However, Employer and Employee agree that the term of this agreement
automatically extends for an additional one (1) year at the end of each
Employment Period, unless Employee has been, or is being, terminated pursuant to
Section 7..
3. COMPENSATION
(a) Base Salary. Employee's annual base salary shall be Two
Hundred Thousand Dollars ($200,000.00), subject to an annual increase as
recommended to the Board of Directors by the Compensation Committee of the Board
of Directors following review and performance appraisal of Employee, and
following approval by the Board of Directors. Employee's base salary shall be
paid in accordance with Employer's normal payroll procedure.
(b) Withholding Tax. All compensation shall be subject
to the customary withholding tax and other employment taxes as required with
respect to compensation paid by a corporation to an employee.
4. STOCK OPTIONS
(a) Stock Options. Employee shall be eligible for the annual
award of stock options pursuant to the stock option plans under which the
Employee is currently a participant, as determined by the Board(s) of Directors
of the company(s), pursuant to the individual company(s) stock option plan(s).

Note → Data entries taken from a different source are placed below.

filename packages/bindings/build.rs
extern crate napi_build;

fn main() {
    napi_build::setup();
}
use serde_json::Value;
use std::io;

use super::{cell_text, partition_fields, result_of};

/// Write output as CSV to stdout.
///
/// Results carrying a row array (amortization schedule, yearly breakdown,
/// expense categories) export that array; otherwise a two-column
/// field/value listing of the scalar fields is written.
pub fn print_csv(value: &Value) {
    let stdout = io::stdout();
    let mut wtr = csv::Writer::from_writer(stdout.lock());
    if let Err(e) = write_csv(&mut wtr, result_of(value)) {
        eprintln!("CSV write error: {}", e);
    }
}

fn write_csv<W: io::Write>(wtr: &mut csv::Writer<W>, value: &Value) -> csv::Result<()> {
    match value {
        Value::Object(map) => {
            let (scalars, rows) = partition_fields(map);
            if let Some((_, items)) = rows.first() {
                write_rows(wtr, items)?;
            } else {
                wtr.write_record(["field", "value"])?;
                for (key, val) in scalars {
                    wtr.write_record([key, cell_text(val).as_str()])?;
                }
            }
        }
        Value::Array(arr) => write_rows(wtr, arr)?,
        _ => wtr.write_record([cell_text(value)])?,
    }
    wtr.flush()?;
    Ok(())
}

fn write_rows<W: io::Write>(wtr: &mut csv::Writer<W>, arr: &[Value]) -> csv::Result<()> {
    let Some(Value::Object(first)) = arr.first() else {
        for item in arr {
            wtr.write_record([cell_text(item)])?;
        }
        return Ok(());
    };

    let headers: Vec<&str> = first.keys().map(String::as_str).collect();
    wtr.write_record(&headers)?;
    for map in arr.iter().filter_map(Value::as_object) {
        let row: Vec<String> = headers
            .iter()
            .map(|h| map.get(*h).map(cell_text).unwrap_or_default())
            .collect();
        wtr.write_record(&row)?;
    }
    Ok(())
}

(b) Exercise upon Certain Terminations of Employment. In the
event of the termination of Employee's employment hereunder for any reason other
than pursuant to Section 7 (d), Employee shall have the right to exercise, on or
before the effective date of the termination of this Agreement, any option which
has vested in Employee hereunder coincident with or prior to the effective date
of the termination of Employee's employment hereunder, subject to the other
terms and conditions of such option plan(s). In addition, in the event of the
termination of Employee's employment due to his or her death, the personal
representative of the Employee shall have the right to exercise any such option
within the later of (i) thirty (30) days notice of such right by employer to
employee's personal representative or (ii) sixty (60) days of the date of
Employee's death.
5. EMPLOYEE BENEFITS
During the Employment Period, Employer shall provide Employee
with the following benefits:
(a) Health Plan Coverage. Employer shall provide Employee with
health benefits, including major medical health insurance and Long Term
Disability (LTD), Accidental Death and Dismemberment (AD&D) and such other
benefits that are in effect at the time of this Agreement for the Employee and
his or her immediate family all in accordance with Employer's "Executive Health
Plan" as now in effect.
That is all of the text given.